As technology continues to improve within the neuroprosthetic landscape, there has been a paradigm shift in the approach to amputation and surgical implementation of haptic neural prosthesis for limb restoration. The Osseointegrated Neural Interface (ONI) is a proposed solution involving the transposition of terminal nerves into the medullary canal of long bones. This design combines concepts of neuroma formation and prevention with osseointegration to provide a stable environment for conduction of neural signals for sophisticated prosthetic control. While this concept has previously been explored in animal models, it has yet to be explored in humans. This anatomic study used three upper limb and three lower limb cadavers to assess the clinical feasibility of creating an ONI in humans.

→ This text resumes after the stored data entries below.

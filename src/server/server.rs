use std::any::Any;

use anyhow::{Context, Result};
use axum::{
    body::Bytes,
    extract::State,
    http::{HeaderMap, Method},
    middleware,
    response::{IntoResponse, Response},
    routing::get,
    Json, Router,
};
use serde_json::json;
use tower_http::catch_panic::CatchPanicLayer;
use tracing::{error, info};

use super::metrics::{init_metrics, metrics_handler};
use super::router::SessionRouter;
use super::state::ServerState;
use super::transport::{internal_error_response, SESSION_HEADER};
use super::{log_requests, ServerConfig};

async fn health() -> impl IntoResponse {
    Json(json!({ "status": "ok" }))
}

async fn handle_mcp(
    State(router): State<SessionRouter>,
    method: Method,
    headers: HeaderMap,
    body: Bytes,
) -> Response {
    let session_id = headers
        .get(SESSION_HEADER)
        .and_then(|value| value.to_str().ok());

    match router.route(&method, session_id, body).await {
        Ok(response) => response,
        Err(e) => {
            error!("Error handling MCP request: {}", e);
            internal_error_response()
        }
    }
}

fn handle_panic(err: Box<dyn Any + Send + 'static>) -> Response {
    let detail = if let Some(s) = err.downcast_ref::<String>() {
        s.clone()
    } else if let Some(s) = err.downcast_ref::<&str>() {
        s.to_string()
    } else {
        "unknown panic".to_string()
    };
    error!("Panic while handling request: {}", detail);
    internal_error_response()
}

pub fn make_app(config: ServerConfig, router: SessionRouter) -> Router {
    let state = ServerState { config, router };

    Router::new()
        .route("/health", get(health))
        .route(
            "/message",
            get(handle_mcp).post(handle_mcp).delete(handle_mcp),
        )
        .layer(middleware::from_fn_with_state(state.clone(), log_requests))
        .layer(CatchPanicLayer::custom(handle_panic))
        .with_state(state)
}

fn make_metrics_app() -> Router {
    Router::new().route("/metrics", get(metrics_handler))
}

async fn shutdown_signal() {
    if let Err(e) = tokio::signal::ctrl_c().await {
        error!("Failed to listen for Ctrl+C: {}", e);
        std::future::pending::<()>().await;
    }
    info!("Received Ctrl+C, initiating graceful shutdown");
}

pub async fn run_server(config: ServerConfig, router: SessionRouter) -> Result<()> {
    init_metrics();

    if config.metrics_port != 0 {
        let metrics_addr = format!("{}:{}", config.host, config.metrics_port);
        let metrics_listener = tokio::net::TcpListener::bind(&metrics_addr)
            .await
            .with_context(|| format!("Failed to bind metrics listener on {}", metrics_addr))?;
        info!("Metrics available at {}/metrics", metrics_addr);
        tokio::spawn(async move {
            if let Err(e) = axum::serve(metrics_listener, make_metrics_app()).await {
                error!("Metrics server stopped: {}", e);
            }
        });
    }

    let addr = format!("{}:{}", config.host, config.port);
    let listener = tokio::net::TcpListener::bind(&addr)
        .await
        .with_context(|| format!("Failed to bind {}", addr))?;

    info!("Ready to serve MCP at http://{}/message", addr);
    let app = make_app(config, router);
    axum::serve(listener, app)
        .with_graceful_shutdown(shutdown_signal())
        .await
        .context("HTTP server failed")
}

#[cfg(test)]
mod tests {
    use super::*;
    use crate::mcp::McpRegistry;
    use crate::server::RequestsLoggingLevel;
    use crate::websets::testing::RecordingApi;
    use axum::{body::Body, http::Request, http::StatusCode};
    use std::sync::Arc;
    use tower::ServiceExt; // for `oneshot`

    fn app() -> Router {
        let router = SessionRouter::new(
            Arc::new(McpRegistry::new()),
            Arc::new(RecordingApi::ok()),
            None,
        );
        let config = ServerConfig {
            requests_logging_level: RequestsLoggingLevel::None,
            ..Default::default()
        };
        make_app(config, router)
    }

    #[tokio::test]
    async fn health_is_always_ok() {
        let request = Request::builder()
            .uri("/health")
            .body(Body::empty())
            .unwrap();
        let response = app().oneshot(request).await.unwrap();

        assert_eq!(response.status(), StatusCode::OK);
        assert_eq!(response.headers()["content-type"], "application/json");
        let bytes = axum::body::to_bytes(response.into_body(), usize::MAX)
            .await
            .unwrap();
        assert_eq!(&bytes[..], br#"{"status":"ok"}"#);
    }

    #[tokio::test]
    async fn message_endpoint_routes_to_sessions() {
        let request = Request::builder()
            .method("POST")
            .uri("/message")
            .header("content-type", "application/json")
            .body(Body::from(r#"{"jsonrpc":"2.0","id":1,"method":"ping"}"#))
            .unwrap();
        let response = app().oneshot(request).await.unwrap();

        assert_eq!(response.status(), StatusCode::OK);
        assert!(response.headers().contains_key(SESSION_HEADER));
    }

    #[tokio::test]
    async fn unknown_route_is_not_found() {
        let request = Request::builder()
            .uri("/v1/anything")
            .body(Body::empty())
            .unwrap();
        let response = app().oneshot(request).await.unwrap();
        assert_eq!(response.status(), StatusCode::NOT_FOUND);
    }

    #[tokio::test]
    async fn panics_become_internal_error() {
        async fn boom() -> Response {
            panic!("handler exploded")
        }
        let app = Router::new()
            .route("/boom", get(boom))
            .layer(CatchPanicLayer::custom(handle_panic));

        let request = Request::builder().uri("/boom").body(Body::empty()).unwrap();
        let response = app.oneshot(request).await.unwrap();
        assert_eq!(response.status(), StatusCode::INTERNAL_SERVER_ERROR);
        let bytes = axum::body::to_bytes(response.into_body(), usize::MAX)
            .await
            .unwrap();
        let body: serde_json::Value = serde_json::from_slice(&bytes).unwrap();
        assert_eq!(body["error"]["code"], -32603);
        assert_eq!(body["id"], serde_json::Value::Null);
    }
}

Anatomical measurement of the major peripheral nerves- circumference, length, and depth- were performed as they are critical for electrode design and rerouting of the nerves into the long bones. CT imaging was used for morphologic bone evaluation and virtual implantation of two osseointegrated implants were performed to assess the amount of residual medullary space available for housing the neural interfacing hardware. Use of a small stem osseointegrated implant was found to reduce bone removal and provide more intramedullary space than a traditional implant; however, the higher the amputation site, the less medullary space was available regardless of implant type. Thus the stability of the endoprosthesis must be maximized while still maintaining enough residual space for the interface components. The results from this study provide an anatomic basis required for establishing a clinically applicable ONI in humans. They may serve as a guide for surgical implementation of an osseointegrated endoprosthesis with intramedullary electrodes for prosthetic control.